In [1]:
from google.colab import drive
drive.mount('/content/drive')

Mounted at /content/drive


Pobranie potrzebnych bibliotek

In [11]:
!pip install langchain sentence-transformers faiss-cpu pypdf transformers torch langchain-community



Podzielenie tekstu na fragmenty, tokenizacja

In [42]:
from langchain.document_loaders import PyPDFLoader
from langchain.text_splitter import RecursiveCharacterTextSplitter

def load_split(filename):
  loader = PyPDFLoader(f'/content/drive/MyDrive/ML_kurs/Data/{filename}')
  pages = loader.load()

  text_splitter = RecursiveCharacterTextSplitter(
      chunk_size=300,
      chunk_overlap=100,
      length_function=len,
      separators=["\n\n", "\n", " ", ""]
  )
  docs = text_splitter.split_documents(pages)
  return docs

In [25]:
docs1 = load_split('1.pdf')
docs2 = load_split('2.pdf')
docs3 = load_split('3.pdf')

docs = docs1 + docs2 + docs3



Embedding przy pomocy modelu BGE-M3 oraz wczytanie wszystkiego do wektorowej bazy danych Faiss

In [26]:
from langchain.embeddings import HuggingFaceEmbeddings
from langchain.vectorstores import FAISS

embeddings = HuggingFaceEmbeddings(model_name="BAAI/bge-m3")

db = FAISS.from_documents(docs, embeddings)

Sprawdzenie czy wszystko działa poprawnie poprzez wprowadzenie zapytania do bazy.

In [27]:
query = "what is supervised learning?"
similar_docs = db.similarity_search(query, k=3)

for doc in similar_docs:
  print(doc.page_content[:300] + '...\n---')

 Supervised learning - the various algorithms generate a function that maps 
inputs to desired outputs. One standard formulation of the supervised learning 
task is the classification problem: the learner is required to learn (to...
---
Supervised learning is the most common technique for training for neutral 
networks and decision trees. Both of these are depended on the information given by  
the pre-determinate classification.  
Also, this learning is used in applications where historical data predicts likely...
---
Figure 1: Supervised learning process [18] 
 
Supervised learning (Figure 1) is the most common technique in the classification 
problems, since the goal is often to get the machine to learn a classification system 
that we’ve created....
---


Domyślny model do konwersacji przy użyciu modelu BART, z uwzględnieniem cyberpsychozy, cytowaniem dokumentu z którego model pobrał odpowiedź oraz z pamięcią historii konwersacji.

In [44]:
from transformers import pipeline, AutoModelForSeq2SeqLM, AutoTokenizer
from langchain.memory import ConversationBufferMemory

model_name = "facebook/bart-large-cnn"
model = AutoModelForSeq2SeqLM.from_pretrained(model_name)
tokenizer = AutoTokenizer.from_pretrained(model_name)

gen_pipeline = pipeline(
    "text2text-generation",
    model=model,
    tokenizer=tokenizer,
    max_length=512,
    min_length=50,
    do_sample=True
)

memory = ConversationBufferMemory(
    memory_key="chat_history",
    return_messages=True
)

def conversational_rag(query, db, memory, k=3):
    conversation_context = memory.buffer
    full_query = f"Previous conversation:\n{conversation_context}\n\nUser question: {query}"

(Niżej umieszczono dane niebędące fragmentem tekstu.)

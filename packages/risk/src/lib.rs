#![cfg_attr(feature = "fail-on-warnings", deny(warnings))]
#![warn(clippy::all, clippy::pedantic, clippy::nursery, clippy::cargo)]
#![allow(clippy::multiple_crate_versions, clippy::cargo_common_metadata)]

//! Risk normalization and aggregate statistics.
//!
//! [`normalize::normalize`] is the single place where loosely-typed
//! backend payloads are turned into [`NormalizedPrediction`] records, and
//! [`stats::summarize`] derives the dashboard counts from a collection of
//! those records. Both are pure.
//!
//! [`NormalizedPrediction`]: flood_map_risk_models::NormalizedPrediction

pub mod normalize;
pub mod stats;

pub use normalize::{denormalize, normalize};
pub use stats::summarize;
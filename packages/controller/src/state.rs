//! Committed risk state and the selection record.
//!
//! Both types are readable by anyone and writable only from inside this
//! crate, so the [`SelectionController`](crate::SelectionController) is the
//! single writer.

use std::collections::BTreeMap;

use flood_map_api_models::WeatherReading;
use flood_map_region_models::normalize_code;
use flood_map_risk_models::{NormalizedPrediction, RiskSummary};

/// Committed predictions keyed by region code.
///
/// Absent means "not yet analyzed". Entries are overwritten by
/// re-analysis and never removed during a session.
#[derive(Debug, Clone, Default, PartialEq)]
pub struct AppRiskState {
    predictions: BTreeMap<String, NormalizedPrediction>,
    weather: BTreeMap<String, WeatherReading>,
}

impl AppRiskState {
    /// The committed prediction for `code`, if the region was analyzed.
    #[must_use]
    pub fn get(&self, code: &str) -> Option<&NormalizedPrediction> {
        self.predictions.get(&normalize_code(code))
    }

    /// The most recent weather reading fetched alongside a prediction.
    #[must_use]
    pub fn weather(&self, code: &str) -> Option<&WeatherReading> {
        self.weather.get(&normalize_code(code))
    }

    /// Whether `code` has a committed prediction.
    #[must_use]
    pub fn is_analyzed(&self, code: &str) -> bool {
        self.get(code).is_some()
    }

    /// All committed predictions in code order.
    pub fn iter(&self) -> impl Iterator<Item = (&str, &NormalizedPrediction)> {
        self.predictions.iter().map(|(k, v)| (k.as_str(), v))
    }

    /// Number of analyzed regions.
    #[must_use]
    pub fn len(&self) -> usize {
        self.predictions.len()
    }

    /// Whether no region has been analyzed yet.
    #[must_use]
    pub fn is_empty(&self) -> bool {
        self.predictions.is_empty()
    }

    /// Aggregate statistics, recomputed from the committed predictions.
    #[must_use]
    pub fn summary(&self) -> RiskSummary {
        flood_map_risk::summarize(self.predictions.values())
    }

    pub(crate) fn commit(&mut self, code: &str, prediction: NormalizedPrediction) {
        self.predictions.insert(normalize_code(code), prediction);
    }

    pub(crate) fn commit_weather(&mut self, code: &str, reading: WeatherReading) {
        self.weather.insert(normalize_code(code), reading);
    }
}

/// Which region is selected and whether its fetch is in flight.
#[derive(Debug, Clone, Default, PartialEq, Eq)]
pub struct SelectionState {
    /// The selected region, if any.
    pub selected_region: Option<String>,
    /// The only request id whose result may still be committed.
    pub pending_request_id: Option<u64>,
    /// Whether a fetch for the selected region is in flight.
    pub loading: bool,
}

impl SelectionState {
    /// Whether `code` is the selected region.
    #[must_use]
    pub fn is_selected(&self, code: &str) -> bool {
        self.selected_region
            .as_deref()
            .is_some_and(|selected| selected == normalize_code(code))
    }
}

/// Phase of the selection state machine.
#[derive(Debug, Clone, PartialEq, Eq, Default)]
pub enum SelectionPhase {
    /// Nothing has been selected yet.
    #[default]
    Idle,
    /// A fetch for `region` is in flight under `request_id`.
    Selecting {
        /// The selected region.
        region: String,
        /// The request id that may commit.
        request_id: u64,
    },
    /// The last fetch for `region` completed (successfully or not).
    Settled {
        /// The selected region.
        region: String,
    },
}

#[cfg(test)]
mod tests {
    use chrono::Utc;
    use flood_map_risk_models::{ConfidenceLevel, ModelBreakdown, RiskCategory};

    use super::*;

    fn prediction(p: f64) -> NormalizedPrediction {
        NormalizedPrediction {
            risk_category: RiskCategory::from_probability(p),
            flood_probability: p,
            combined_confidence: ConfidenceLevel::Medium,
            will_flood: p >= 0.5,
            risk_zone: "Unknown".to_string(),
            model_breakdown: ModelBreakdown::default(),
            retrieved_at: Utc::now(),
        }
    }

    #[test]
    fn lookups_ignore_code_case() {
        let mut state = AppRiskState::default();
        state.commit("h/e", prediction(0.4));

        assert!(state.is_analyzed("H/E"));
        assert!(state.is_analyzed(" h/e"));
        assert_eq!(state.iter().next().map(|(code, _)| code), Some("H/E"));
    }

    #[test]
    fn reanalysis_overwrites() {
        let mut state = AppRiskState::default();
        state.commit("A", prediction(0.05));
        state.commit("A", prediction(0.8));

        assert_eq!(state.len(), 1);
        assert_eq!(state.get("A").map(|p| p.risk_category), Some(RiskCategory::Critical));
    }

    #[test]
    fn summary_reflects_commits() {
        let mut state = AppRiskState::default();
        state.commit("A", prediction(0.05));
        state.commit("B", prediction(0.4));
        state.commit("C", prediction(0.6));

        let summary = state.summary();
        assert_eq!(summary.analyzed, 3);
        assert_eq!(summary.count(RiskCategory::High), 2);
        assert_eq!(summary.will_flood, 1);
    }

    #[test]
    fn selection_matching() {
        let state = SelectionState {
            selected_region: Some("H/E".to_string()),
            pending_request_id: Some(1),
            loading: true,
        };
        assert!(state.is_selected("h/e"));
        assert!(!state.is_selected("A"));
        assert!(!SelectionState::default().is_selected("A"));
    }
}
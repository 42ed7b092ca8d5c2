//! Runtime configuration from the environment, overridable by flags.

use std::path::PathBuf;
use std::time::Duration;

use chrono::TimeDelta;

const DEFAULT_API_URL: &str = "http://localhost:8000";
const DEFAULT_BOUNDARY_PATH: &str = "data/mumbai_wards.geojson";
const DEFAULT_REFRESH_SECS: u64 = 300;
const DEFAULT_NOTIFICATION_TTL_SECS: i64 = 6;

#[derive(Debug, Clone, PartialEq, Eq)]
pub struct Config {
    pub api_url: String,
    pub boundary_path: PathBuf,
    /// `None` disables the periodic weather refresh.
    pub refresh: Option<Duration>,
    pub notification_ttl: TimeDelta,
}

impl Config {
    /// Reads `FLOOD_API_URL`, `FLOOD_BOUNDARY_PATH`,
    /// `FLOOD_WEATHER_REFRESH_SECS`, and `FLOOD_NOTIFICATION_TTL_SECS`.
    pub fn from_env() -> Self {
        Self::from_lookup(|key| std::env::var(key).ok())
    }

    fn from_lookup(lookup: impl Fn(&str) -> Option<String>) -> Self {
        let api_url = lookup("FLOOD_API_URL")
            .filter(|s| !s.trim().is_empty())
            .unwrap_or_else(|| DEFAULT_API_URL.to_string());

        let boundary_path = lookup("FLOOD_BOUNDARY_PATH")
            .filter(|s| !s.trim().is_empty())
            .map_or_else(|| PathBuf::from(DEFAULT_BOUNDARY_PATH), PathBuf::from);

        let refresh_secs = lookup("FLOOD_WEATHER_REFRESH_SECS")
            .and_then(|s| s.trim().parse::<u64>().ok())
            .unwrap_or(DEFAULT_REFRESH_SECS);

        let ttl_secs = lookup("FLOOD_NOTIFICATION_TTL_SECS")
            .and_then(|s| s.trim().parse::<i64>().ok())
            .filter(|&secs| secs > 0)
            .unwrap_or(DEFAULT_NOTIFICATION_TTL_SECS);

        Self {
            api_url,
            boundary_path,
            refresh: refresh_from_secs(refresh_secs),
            notification_ttl: TimeDelta::seconds(ttl_secs),
        }
    }

    /// Applies command-line overrides.
    pub fn with_overrides(
        mut self,
        api_url: Option<String>,
        boundary_path: Option<PathBuf>,
        refresh_secs: Option<u64>,
    ) -> Self {
        if let Some(api_url) = api_url {
            self.api_url = api_url;
        }
        if let Some(boundary_path) = boundary_path {
            self.boundary_path = boundary_path;
        }
        if let Some(secs) = refresh_secs {
            self.refresh = refresh_from_secs(secs);
        }
        self
    }
}

fn refresh_from_secs(secs: u64) -> Option<Duration> {
    (secs > 0).then(|| Duration::from_secs(secs))
}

    docs = db.similarity_search(full_query, k=k)
    if not docs:
        return "Didn't found answer", []

    context = " ".join([d.page_content for d in docs])
    prompt = f"Answer the question based on the context.\n\nContext: {context}\n\nQuestion: {query}\nAnswer:"

    result = gen_pipeline(prompt)
    answer = result[0]['generated_text']

    sources = [f"{d.metadata.get('source', 'unknown')} (page {d.metadata.get('page', '?')})" for d in docs]

    memory.chat_memory.add_user_message(query)
    memory.chat_memory.add_ai_message(answer)

    return answer, sources

print("Your AI assistant, type 'exit' to quit")

while True:
    query = input("You: ")
    if query.lower() in ["exit", "quit"]:
        break

    answer, sources = conversational_rag(query, db, memory)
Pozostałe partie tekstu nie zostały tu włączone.